Africa corps : la milice russe qui redessine l’équilibre au Mali et au Sahel

Africa Corps : la milice russe qui redessine l’équilibre au Mali et au Sahel

Cette organisation paramilitaire, considérée comme l’héritière de Wagner, a marqué un tournant ce week-end en cédant le contrôle de Kidal. Malgré ce revers, elle reste un pilier stratégique pour Moscou dans une région en pleine recomposition.

Un week-end explosif au Mali. Samedi 25 avril, des groupes armés coalisés à des factions touarègues ont mené des offensives simultanées contre plusieurs bastions de la junte à Bamako — où le ministre de la Défense a trouvé la mort — et dans d’autres villes majeures du pays.

Dans la zone orientale, les assaillants ont repris Kidal, un carrefour vital pour la junte, après des combats acharnés et des discussions tendues. Les forces d’Africa Corps, milice russe aux ordres de Moscou, ont finalement choisi de se retirer de cette position clé. Leur influence, bien que réduite localement, s’étend désormais bien au-delà des frontières maliennes.

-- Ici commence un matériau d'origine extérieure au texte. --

//! The SASL client handshake D-Bus performs before switching to the
//! binary protocol.
//!
//! The exchange is line oriented: the client opens with a NUL byte and an
//! `AUTH` command, the server answers with `DATA`, `OK` or `REJECTED`, and
//! a successful handshake ends with the client sending `BEGIN`.


pub use self::auth_error::AuthError;
pub(crate) use self::auth_error::AuthErrorKind;
mod auth_error;

use std::path::PathBuf;

use rand::RngCore;
use sha1::{Digest, Sha1};
use tokio::io::{AsyncReadExt, AsyncWriteExt};

use crate::connection::Transport;
use crate::error::Result;

/// Guard against a malicious peer feeding an endless SASL line.
const MAX_LINE: usize = 16 * 1024;

/// An authentication mechanism offered during the SASL handshake.
///
/// Mechanisms are tried in the order given; the first one the server
/// accepts wins.
#[derive(Debug, Clone, PartialEq, Eq)]
pub enum AuthMechanism {
    /// The EXTERNAL mechanism: proves identity through the transport
    /// itself, announcing the numeric uid of this process.
    External {
        /// The uid announced to the server.
        uid: u32,
    },
    /// The DBUS_COOKIE_SHA1 mechanism: proves identity by answering a
    /// challenge with a secret cookie read from the user's keyring
    /// directory.
    CookieSha1 {
        /// The username announced to the server.
        username: String,
        /// The directory holding keyring files, normally
        /// `$HOME/.dbus-keyrings`.
        keyring_dir: PathBuf,
    },
}

impl AuthMechanism {
    /// The EXTERNAL mechanism for the uid of the current process.
    #[cfg(all(unix, feature = "libc"))]
    pub fn external() -> Self {
        Self::External {
            uid: unsafe { libc::getuid() },
        }
    }

    /// The DBUS_COOKIE_SHA1 mechanism configured from the `USER` and
    /// `HOME` environment variables.
    pub fn cookie_sha1() -> Self {
        let username = std::env::var("USER").unwrap_or_default();

        let keyring_dir = std::env::var_os("HOME")
            .map(PathBuf::from)
            .unwrap_or_default()
            .join(".dbus-keyrings");

        Self::CookieSha1 {
            username,
            keyring_dir,
        }
    }

    /// The default mechanism chain: DBUS_COOKIE_SHA1 first, then
    /// EXTERNAL.
    pub(crate) fn default_chain() -> Vec<Self> {
        let mut chain = vec![Self::cookie_sha1()];

        #[cfg(all(unix, feature = "libc"))]
        chain.push(Self::external());

        chain
    }

    pub(crate) fn name(&self) -> &'static str {
        match self {
            Self::External { .. } => "EXTERNAL",
            Self::CookieSha1 { .. } => "DBUS_COOKIE_SHA1",
        }
    }

    /// The hex-encoded initial response sent with the `AUTH` command.
    pub(crate) fn initial_response(&self) -> String {
        match self {
            Self::External { uid } => hex_encode(uid.to_string().as_bytes()),
            Self::CookieSha1 { username, .. } => hex_encode(username.as_bytes()),
        }
    }

    /// Answer a server `DATA` challenge. The payload has already been
    /// hex-decoded; the response is raw and will be hex-encoded by the
    /// handshake loop.
    pub(crate) async fn challenge(&self, payload: &[u8]) -> Result<Vec<u8>, AuthError> {
        match self {
            // EXTERNAL never issues data challenges.
            Self::External { .. } => Err(AuthError::new(AuthErrorKind::UnexpectedChallenge)),
            Self::CookieSha1 { keyring_dir, .. } => {
                cookie_sha1_response(keyring_dir, payload).await
            }
        }
    }
}

/// Run the SASL handshake over a freshly opened transport, leaving it
/// ready for the binary protocol once `BEGIN` has been sent.
///
/// Normally called through [`ConnectionBuilder`][crate::ConnectionBuilder];
/// exposed for callers wiring a [`Transport`] up by hand.
pub async fn authenticate(
    transport: &mut Transport,
    mechanisms: &[AuthMechanism],
) -> Result<()> {
    transport.write_all(b"\0").await?;

    'mechanisms: for mechanism in mechanisms {
        let command = format!(
            "AUTH {} {}\r\n",
            mechanism.name(),
            mechanism.initial_response()
        );
        transport.write_all(command.as_bytes()).await?;

        loop {
            let line = read_line(transport).await?;
            let (command, rest) = match line.split_once(' ') {
                Some((command, rest)) => (command, rest),
                None => (line.as_str(), ""),
            };

            match command {
                "OK" => {
                    log::debug!("sasl: authenticated via {} ({rest})", mechanism.name());
                    transport.write_all(b"BEGIN\r\n").await?;
                    return Ok(());
                }
                "DATA" => {
                    let payload = hex_decode(rest.trim())?;

                    match mechanism.challenge(&payload).await {
                        Ok(response) => {
                            let line = format!("DATA {}\r\n", hex_encode(&response));
                            transport.write_all(line.as_bytes()).await?;
                        }
                        Err(error) => {
                            log::debug!("sasl: {} failed: {error}", mechanism.name());
                            transport.write_all(b"CANCEL\r\n").await?;
                        }
                    }
                }
                "REJECTED" => {
                    log::debug!("sasl: {} rejected, offered: {rest}", mechanism.name());
                    continue 'mechanisms;
                }
                "ERROR" => {
                    transport.write_all(b"CANCEL\r\n").await?;
                }
                _ => {
                    return Err(AuthError::new(AuthErrorKind::UnexpectedResponse(
                        line.as_str().into(),
                    ))
                    .into())
                }
            }
        }
    }

    Err(AuthError::new(AuthErrorKind::Rejected).into())
}

/// Compute the DBUS_COOKIE_SHA1 response: find the cookie named by the
/// challenge, then answer with a fresh client challenge and the SHA-1
/// digest of `server_challenge:client_challenge:cookie`.
async fn cookie_sha1_response(
    keyring_dir: &std::path::Path,
    payload: &[u8],
) -> Result<Vec<u8>, AuthError> {
    let payload =
        std::str::from_utf8(payload).map_err(|_| AuthError::new(AuthErrorKind::MalformedChallenge))?;

    let mut parts = payload.split_whitespace();

    let (Some(context), Some(cookie_id), Some(server_challenge)) =
        (parts.next(), parts.next(), parts.next())
    else {
        return Err(AuthError::new(AuthErrorKind::MalformedChallenge));
    };

    // Context names are path components; refuse anything that could walk
    // out of the keyring directory.
    if context.is_empty() || context.contains(['/', '\\']) || context == ".." {
        return Err(AuthError::new(AuthErrorKind::MalformedChallenge));
    }

    let keyring = tokio::fs::read_to_string(keyring_dir.join(context))
        .await
        .map_err(|_| AuthError::new(AuthErrorKind::MissingCookie))?;

    let cookie = keyring
        .lines()
        .filter_map(|line| {
            let mut columns = line.split_whitespace();
            let id = columns.next()?;
            let _creation = columns.next()?;
            let cookie = columns.next()?;
            (id == cookie_id).then(|| cookie.to_owned())
        })
        .next()
        .ok_or_else(|| AuthError::new(AuthErrorKind::MissingCookie))?;

    let mut random = [0u8; 16];
    rand::thread_rng().fill_bytes(&mut random);
    let client_challenge = hex_encode(&random);

    let mut digest = Sha1::new();
    digest.update(server_challenge.as_bytes());
    digest.update(b":");
    digest.update(client_challenge.as_bytes());
    digest.update(b":");
    digest.update(cookie.as_bytes());

    let response = format!("{client_challenge} {}", hex_encode(&digest.finalize()));
    Ok(response.into_bytes())
}

/// Read one CRLF-terminated line off the transport.
///
/// Reads proceed byte by byte so nothing beyond the line is consumed; the
/// binary protocol begins right after the handshake.
async fn read_line(transport: &mut Transport) -> Result<String> {
    let mut line = Vec::new();

    loop {
        let byte = transport.read_u8().await?;

        if byte == b'\n' {
            break;
        }

        line.push(byte);

        if line.len() > MAX_LINE {
            return Err(AuthError::new(AuthErrorKind::LineTooLong).into());
        }
    }

    if line.last() == Some(&b'\r') {
        line.pop();
    }

    Ok(String::from_utf8(line)
        .map_err(|_| AuthError::new(AuthErrorKind::UnexpectedResponse("<binary>".into())))?)
}

const HEX: &[u8; 16] = b"0123456789abcdef";

pub(crate) fn hex_encode(bytes: &[u8]) -> String {
    let mut out = String::with_capacity(bytes.len() * 2);

    for &byte in bytes {
        out.push(char::from(HEX[usize::from(byte >> 4)]));
        out.push(char::from(HEX[usize::from(byte & 0xf)]));
    }

    out
}

pub(crate) fn hex_decode(input: &str) -> Result<Vec<u8>, AuthError> {
    fn nibble(byte: u8) -> Option<u8> {
        match byte {
            b'0'..=b'9' => Some(byte - b'0'),
            b'a'..=b'f' => Some(byte - b'a' + 10),
            b'A'..=b'F' => Some(byte - b'A' + 10),
            _ => None,
        }
    }

    let input = input.as_bytes();

    if input.len() % 2 != 0 {
        return Err(AuthError::new(AuthErrorKind::InvalidHex));
    }

    input
        .chunks_exact(2)
        .map(|pair| {
            let (Some(high), Some(low)) = (nibble(pair[0]), nibble(pair[1])) else {
                return Err(AuthError::new(AuthErrorKind::InvalidHex));
            };

            Ok(high << 4 | low)
        })
        .collect()
}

Considérée comme l’une des unités les plus discrètes du Kremlin, Africa Corps a été officiellement lancée en 2023. Son existence a été révélée par le blogueur militaire Deux Majors sur Telegram, qui citait des déclarations d’Igor Korotchenko, ancien colonel et journaliste proche des cercles du pouvoir russe. L’organisation serait directement supervisée par Iounous-bek Evkourov, vice-ministre de la Défense russe.

Cette montée en puissance coïncide avec le déclin du groupe Wagner, dont les deux figures emblématiques, Evgueni Prigojine et Dmitri Outkine, ont péri dans un accident aérien en août 2023. Prigojine, autrefois proche de Vladimir Poutine, avait tenté quelques mois plus tôt une rébellion contre le Kremlin.

Selon des analystes, Africa Corps se positionne comme un concurrent direct de Wagner, avec pour mission d’absorber ses ressources et ses effectifs en Afrique. « Cette milice est plus structurée et centralisée, avec un contrôle strict de Moscou. Elle évite les excès de Wagner pour privilégier une approche plus diplomatique », expliquait récemment un expert en géopolitique du Sahel.

Une référence historique controversée

Le choix du nom Africa Corps n’est pas anodin. Il renvoie directement à l’Afrikakorps, une unité allemande ayant opéré en Afrique du Nord durant la Seconde Guerre mondiale sous les ordres de l’Allemagne nazie. Une référence qui rappelle aussi la stratégie de Wagner, dont le nom rendait hommage à un compositeur préféré d’Adolf Hitler.

Ambitions géopolitiques claires

Dès sa création, Africa Corps a affiché des objectifs ambitieux : conduire des opérations militaires à grande échelle en Afrique pour aider les pays à se libérer de l’emprise néocoloniale, expulser les influences occidentales et renforcer leur souveraineté, selon Igor Korotchenko. Moscou mise sur cette milice pour étendre son influence dans une région où les puissances occidentales, dont la France, ont progressivement réduit leur présence.

Moins médiatisée que son prédécesseur, Africa Corps se distingue par une stratégie plus subtile. Plutôt que de s’engager dans des conflits ouverts, elle se concentre sur le soutien logistique et militaire aux régimes alliés. Ses activités s’étendent désormais du Burkina Faso à la Libye, en passant par le Soudan, la République centrafricaine et le Niger.

Un pivot stratégique au Mali

Depuis 2024, Africa Corps a pris le relais de Wagner au Mali, déployant des centaines, voire des milliers de mercenaires. Plusieurs commandants wagnériens et leurs troupes ont rejoint ses rangs, consolidant ainsi la présence russe dans ce pays en proie à l’instabilité.

Son rôle ? Protéger la junte malienne face aux mouvements rebelles, notamment touaregs, tout en sécurisant les intérêts de Moscou. Ces derniers incluent le contrôle des routes migratoires et l’exploitation des ressources naturelles, comme l’or et les minerais stratégiques.

Malgré une approche moins brutale que Wagner, Africa Corps n’est pas épargnée par les critiques internationales. En 2024, le Royaume-Uni a sanctionné le groupe pour violations massives des droits humains et exploitation abusive des ressources locales à son profit.